Source records –
■ ■ ■ ■ ■
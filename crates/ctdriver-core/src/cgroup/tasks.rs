//! Cgroup task list parsing.

use std::num::NonZeroU32;
use std::path::Path;

use ctdriver_common::error::{DriverError, Result};

/// Parses a task list: one process id per non-empty line.
///
/// # Errors
///
/// Returns [`DriverError::InvalidPid`] carrying the offending line if any
/// line is not a valid process id. Zero is never a process id.
pub fn parse_pids(contents: &str) -> Result<Vec<u32>> {
    contents
        .lines()
        .filter(|line| !line.is_empty())
        .map(|line| {
            line.parse::<NonZeroU32>()
                .map(NonZeroU32::get)
                .map_err(|source| DriverError::InvalidPid {
                    value: line.to_string(),
                    source,
                })
        })
        .collect()
}

/// Reads and parses the task list file at `path`.
///
/// # Errors
///
/// Returns an error if the file cannot be read or contains an invalid id.
pub fn read_pids(path: &Path) -> Result<Vec<u32>> {
    let contents = std::fs::read_to_string(path).map_err(|e| DriverError::io(path, e))?;
    parse_pids(&contents)
}

#[cfg(test)]
mod tests {
    use super::*;

    #[test]
    fn one_pid_per_line() {
        assert_eq!(parse_pids("123\n456\n").expect("parse"), vec![123, 456]);
    }

    #[test]
    fn empty_lines_are_skipped() {
        assert_eq!(parse_pids("\n7\n\n8").expect("parse"), vec![7, 8]);
        assert!(parse_pids("").expect("parse").is_empty());
    }

    #[test]
    fn non_numeric_line_is_reported() {
        let err = parse_pids("123\nX\n").unwrap_err();
        match err {
            DriverError::InvalidPid { value, .. } => assert_eq!(value, "X"),
            other => panic!("unexpected error: {other}"),
        }
    }

    #[test]
    fn zero_is_not_a_pid() {
        let err = parse_pids("12\n0\n").unwrap_err();
        match err {
            DriverError::InvalidPid { value, source } => {
                assert_eq!(value, "0");
                assert_eq!(*source.kind(), std::num::IntErrorKind::Zero);
            }
            other => panic!("unexpected error: {other}"),
        }
    }

    #[test]
    fn unreadable_file_is_io_error() {
        let dir = tempfile::tempdir().expect("tempdir");
        let err = read_pids(&dir.path().join("tasks")).unwrap_err();
        assert!(matches!(err, DriverError::Io { .. }));
    }
}
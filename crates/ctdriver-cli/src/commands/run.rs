//! `ctdriver run` — Run a command in a new container and wait for it.

use std::path::PathBuf;
use std::process::ExitCode;
use std::sync::Arc;

use clap::Args;
use ctdriver_common::config::DriverConfig;
use ctdriver_common::types::{ContainerId, ExitStatus};
use ctdriver_runtime::command::{Command, Mount, Pipes};
use ctdriver_runtime::driver::Driver;

/// Name of the init binary shipped next to `ctdriver`.
const INIT_BINARY: &str = "ctinit";

/// Arguments for the `run` command.
#[derive(Args, Debug)]
pub struct RunArgs {
    /// Container ID. A random one is generated when omitted.
    #[arg(long)]
    pub id: Option<String>,

    /// Environment variable, repeatable.
    #[arg(short, long, value_name = "KEY=VALUE")]
    pub env: Vec<String>,

    /// Bind mount, repeatable. Read-write unless suffixed with `:ro`.
    #[arg(short, long, value_name = "SRC:DEST[:ro|rw]")]
    pub volume: Vec<String>,

    /// Allocate a pseudo-terminal.
    #[arg(short, long)]
    pub tty: bool,

    /// User to run as (`name`, `uid`, `name:group` or `uid:gid`).
    #[arg(short, long)]
    pub user: Option<String>,

    /// Working directory inside the container.
    #[arg(short, long)]
    pub workdir: Option<PathBuf>,

    /// Keep all capabilities.
    #[arg(long)]
    pub privileged: bool,

    /// Container hostname.
    #[arg(long)]
    pub hostname: Option<String>,

    /// Host path of the init binary. Defaults to `ctinit` next to this
    /// executable.
    #[arg(long, value_name = "PATH")]
    pub init: Option<PathBuf>,

    /// Directory that becomes the container's root.
    pub rootfs: PathBuf,

    /// Entrypoint and its arguments.
    #[arg(last = true, required = true)]
    pub command: Vec<String>,
}

/// Parses a `KEY=VALUE` pair.
///
/// # Errors
///
/// Returns an error if the `=` or the key is missing.
pub fn parse_env(raw: &str) -> anyhow::Result<(String, String)> {
    match raw.split_once('=') {
        Some((key, value)) if !key.is_empty() => Ok((key.to_string(), value.to_string())),
        _ => Err(anyhow::anyhow!("invalid environment variable '{raw}', expected KEY=VALUE")),
    }
}

/// Parses a `SRC:DEST[:ro|rw]` volume.
///
/// # Errors
///
/// Returns an error if either path is missing, the destination is relative
/// or the mode is unknown.
pub fn parse_volume(raw: &str) -> anyhow::Result<Mount> {
    let mut parts = raw.split(':');
    let (Some(source), Some(destination)) = (parts.next(), parts.next()) else {
        return Err(anyhow::anyhow!("invalid volume '{raw}', expected SRC:DEST"));
    };
    let writable = match parts.next() {
        None | Some("rw") => true,
        Some("ro") => false,
        Some(mode) => return Err(anyhow::anyhow!("invalid volume mode '{mode}' in '{raw}'")),
    };
    if parts.next().is_some() || source.is_empty() || !destination.starts_with('/') {
        return Err(anyhow::anyhow!("invalid volume '{raw}'"));
    }
    Ok(Mount::new(source, destination, writable))
}

fn default_init_binary() -> anyhow::Result<PathBuf> {
    let exe = std::env::current_exe()
        .map_err(|e| anyhow::anyhow!("locating {INIT_BINARY}: {e}"))?;
    Ok(exe.with_file_name(INIT_BINARY))
}

/// Maps a container exit status onto a process exit byte. Codes outside
/// `0..=255` become 1.
#[must_use]
pub fn exit_byte(status: ExitStatus) -> u8 {
    u8::try_from(status.code()).unwrap_or(1)
}

/// Builds the launch request from the parsed arguments.
///
/// # Errors
///
/// Returns an error if an environment variable or volume is malformed.
pub fn build_command(args: RunArgs, config: &DriverConfig, init_binary: PathBuf) -> anyhow::Result<Command> {
    let id = args.id.map_or_else(ContainerId::generate, ContainerId::new);
    let mut argv = args.command.into_iter();
    let entrypoint = argv
        .next()
        .ok_or_else(|| anyhow::anyhow!("no command given"))?;

    let mut command = Command::new(id, args.rootfs, entrypoint, argv.collect());
    command.env = args
        .env
        .iter()
        .map(|e| parse_env(e))
        .collect::<anyhow::Result<_>>()?;
    if let Some(hostname) = args.hostname {
        command.env.push(("HOSTNAME".to_string(), hostname));
    }
    command.mounts = args
        .volume
        .iter()
        .map(|v| parse_volume(v))
        .collect::<anyhow::Result<_>>()?;
    command
        .mounts
        .push(Mount::new(init_binary, config.init_path.clone(), false));
    command.tty = args.tty;
    command.user = args.user;
    command.working_dir = args.workdir;
    command.privileged = args.privileged;
    Ok(command)
}

/// Executes the `run` command.
///
/// # Errors
///
/// Returns an error if the arguments are invalid or the launch fails.
pub fn execute(mut args: RunArgs, config: DriverConfig) -> anyhow::Result<ExitCode> {
    let init_binary = match args.init.take() {
        Some(path) => path,
        None => default_init_binary()?,
    };
    let mut command = build_command(args, &config, init_binary)?;
    let driver = Arc::new(Driver::new(config));

    let handler_driver = Arc::clone(&driver);
    let handler_id = command.id.clone();
    ctrlc::set_handler(move || {
        if let Err(e) = handler_driver.terminate(&handler_id) {
            tracing::warn!(id = %handler_id, error = %e, "could not terminate container");
        }
    })
    .map_err(|e| anyhow::anyhow!("failed to set Ctrl+C handler: {e}"))?;

    let on_start = |cmd: &Command| {
        tracing::info!(id = %cmd.id, pid = ?cmd.container_pid, args = ?cmd.args, "container running");
    };
    let status = driver
        .run(&mut command, Pipes::inherit(), Some(&on_start))
        .map_err(|e| anyhow::anyhow!("running container {}: {e}", command.id))?;
    if status.success() {
        tracing::info!(id = %command.id, %status, "container exited");
    } else {
        tracing::warn!(id = %command.id, %status, "container exited with failure");
    }
    Ok(ExitCode::from(exit_byte(status)))
}

#[cfg(test)]
mod tests {
    use super::*;

    #[test]
    fn parse_env_splits_on_first_equals() {
        assert_eq!(
            parse_env("OPTS=a=b").expect("env"),
            ("OPTS".to_string(), "a=b".to_string())
        );
        assert_eq!(parse_env("EMPTY=").expect("env").1, "");
        assert!(parse_env("NOVALUE").is_err());
        assert!(parse_env("=x").is_err());
    }

    #[test]
    fn parse_volume_modes() {
        assert_eq!(
            parse_volume("/srv:/data").expect("volume"),
            Mount::new("/srv", "/data", true)
        );
        assert_eq!(
            parse_volume("/etc/hosts:/etc/hosts:ro").expect("volume"),
            Mount::new("/etc/hosts", "/etc/hosts", false)
        );
        assert!(parse_volume("/srv").is_err());
        assert!(parse_volume("/srv:data").is_err());
        assert!(parse_volume("/srv:/data:rx").is_err());
        assert!(parse_volume("/a:/b:ro:extra").is_err());
    }

    #[test]
    fn exit_codes_follow_shell_convention() {
        assert_eq!(exit_byte(ExitStatus::Exited(0)), 0);
        assert_eq!(exit_byte(ExitStatus::Exited(3)), 3);
        assert_eq!(exit_byte(ExitStatus::Signaled(9)), 137);
        assert_eq!(exit_byte(ExitStatus::Exited(-1)), 1);
    }

    #[test]
    fn build_command_mounts_init_last() {
        let args = RunArgs {
            id: Some("web".into()),
            env: vec!["A=1".into()],
            volume: vec!["/srv:/data:ro".into()],
            tty: false,
            user: Some("1000".into()),
            workdir: Some(PathBuf::from("/data")),
            privileged: false,
            hostname: Some("web".into()),
            init: None,
            rootfs: PathBuf::from("/rootfs"),
            command: vec!["nginx".into(), "-g".into(), "daemon off;".into()],
        };
        let config = DriverConfig::default();
        let cmd = build_command(args, &config, PathBuf::from("/usr/libexec/ctinit")).expect("build");

        assert_eq!(cmd.id.as_str(), "web");
        assert_eq!(cmd.entrypoint, "nginx");
        assert_eq!(cmd.arguments, vec!["-g", "daemon off;"]);
        assert_eq!(
            cmd.env,
            vec![
                ("A".to_string(), "1".to_string()),
                ("HOSTNAME".to_string(), "web".to_string()),
            ]
        );
        assert_eq!(
            cmd.mounts,
            vec![
                Mount::new("/srv", "/data", false),
                Mount::new("/usr/libexec/ctinit", "/.ctinit", false),
            ]
        );
        assert_eq!(cmd.user.as_deref(), Some("1000"));
    }
}
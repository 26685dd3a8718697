//! Parser for the `/proc/<pid>/mountinfo` table.
//!
//! Each row looks like:
//!
//! ```text
//! 36 35 98:0 /mnt1 /mnt2 rw,noatime master:1 shared:7 - ext3 /dev/root rw,errors=continue
//! ```
//!
//! Fields before the lone `-` separator are fixed (six of them) followed by
//! zero or more optional tags; after it come the filesystem type, the mount
//! source and the super-block options.

use std::path::PathBuf;

/// One row of the mount table.
#[derive(Debug, Clone, PartialEq, Eq)]
pub struct MountInfo {
    /// Mount point relative to the process root, with octal escapes decoded.
    pub mount_point: PathBuf,
    /// Optional tags such as `shared:7` or `master:1`.
    pub optional_fields: Vec<String>,
    /// Filesystem type (`ext4`, `cgroup`, `cgroup2`, ...).
    pub fs_type: String,
    /// Mount source.
    pub source: String,
    /// Comma-separated super-block options.
    pub super_options: String,
}

impl MountInfo {
    /// Returns `true` if this mount is a member of a shared peer group.
    #[must_use]
    pub fn is_shared(&self) -> bool {
        self.optional_fields.iter().any(|f| f.starts_with("shared"))
    }

    /// Iterates over the super-block options.
    pub fn super_options(&self) -> impl Iterator<Item = &str> {
        self.super_options.split(',').filter(|o| !o.is_empty())
    }
}

/// Parses a single mountinfo row. Returns `None` for malformed rows.
#[must_use]
pub fn parse_line(line: &str) -> Option<MountInfo> {
    let mut fields = line.split(' ');
    let mount_point = fields.nth(4)?;
    let _options = fields.next()?;

    let mut optional_fields = Vec::new();
    loop {
        match fields.next()? {
            "-" => break,
            tag => optional_fields.push(tag.to_string()),
        }
    }

    let fs_type = fields.next()?.to_string();
    let source = fields.next()?.to_string();
    let super_options = fields.next().unwrap_or_default().to_string();

    Some(MountInfo {
        mount_point: PathBuf::from(unescape(mount_point)),
        optional_fields,
        fs_type,
        source,
        super_options,
    })
}

/// Parses a whole mount table, skipping blank and malformed rows.
#[must_use]
pub fn parse(table: &str) -> Vec<MountInfo> {
    table
        .lines()
        .filter(|l| !l.trim().is_empty())
        .filter_map(parse_line)
        .collect()
}

/// Decodes the `\NNN` octal escapes the kernel uses for spaces, tabs,
/// newlines and backslashes in paths.
fn unescape(field: &str) -> String {
    let bytes = field.as_bytes();
    let mut out = Vec::with_capacity(bytes.len());
    let mut i = 0;
    while i < bytes.len() {
        if bytes[i] == b'\\' && i + 4 <= bytes.len() {
            let octal = std::str::from_utf8(&bytes[i + 1..i + 4]).ok();
            if let Some(value) = octal.and_then(|o| u8::from_str_radix(o, 8).ok()) {
                out.push(value);
                i += 4;
                continue;
            }
        }
        out.push(bytes[i]);
        i += 1;
    }
    String::from_utf8_lossy(&out).into_owned()
}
■ ■ ■ ■ ■
Try it – Exact copies of the lines from the one holding "let fs_type = fields.next()?.to_string();" through the last line above, and only those, make up the answer.

Output of the exercise –
    let fs_type = fields.next()?.to_string();
    let source = fields.next()?.to_string();
    let super_options = fields.next().unwrap_or_default().to_string();

    Some(MountInfo {
        mount_point: PathBuf::from(unescape(mount_point)),
        optional_fields,
        fs_type,
        source,
        super_options,
    })
}

/// Parses a whole mount table, skipping blank and malformed rows.
#[must_use]
pub fn parse(table: &str) -> Vec<MountInfo> {
    table
        .lines()
        .filter(|l| !l.trim().is_empty())
        .filter_map(parse_line)
        .collect()
}

/// Decodes the `\NNN` octal escapes the kernel uses for spaces, tabs,
/// newlines and backslashes in paths.
fn unescape(field: &str) -> String {
    let bytes = field.as_bytes();
    let mut out = Vec::with_capacity(bytes.len());
    let mut i = 0;
    while i < bytes.len() {
        if bytes[i] == b'\\' && i + 4 <= bytes.len() {
            let octal = std::str::from_utf8(&bytes[i + 1..i + 4]).ok();
            if let Some(value) = octal.and_then(|o| u8::from_str_radix(o, 8).ok()) {
                out.push(value);
                i += 4;
                continue;
            }
        }
        out.push(bytes[i]);
        i += 1;
    }
    String::from_utf8_lossy(&out).into_owned()
}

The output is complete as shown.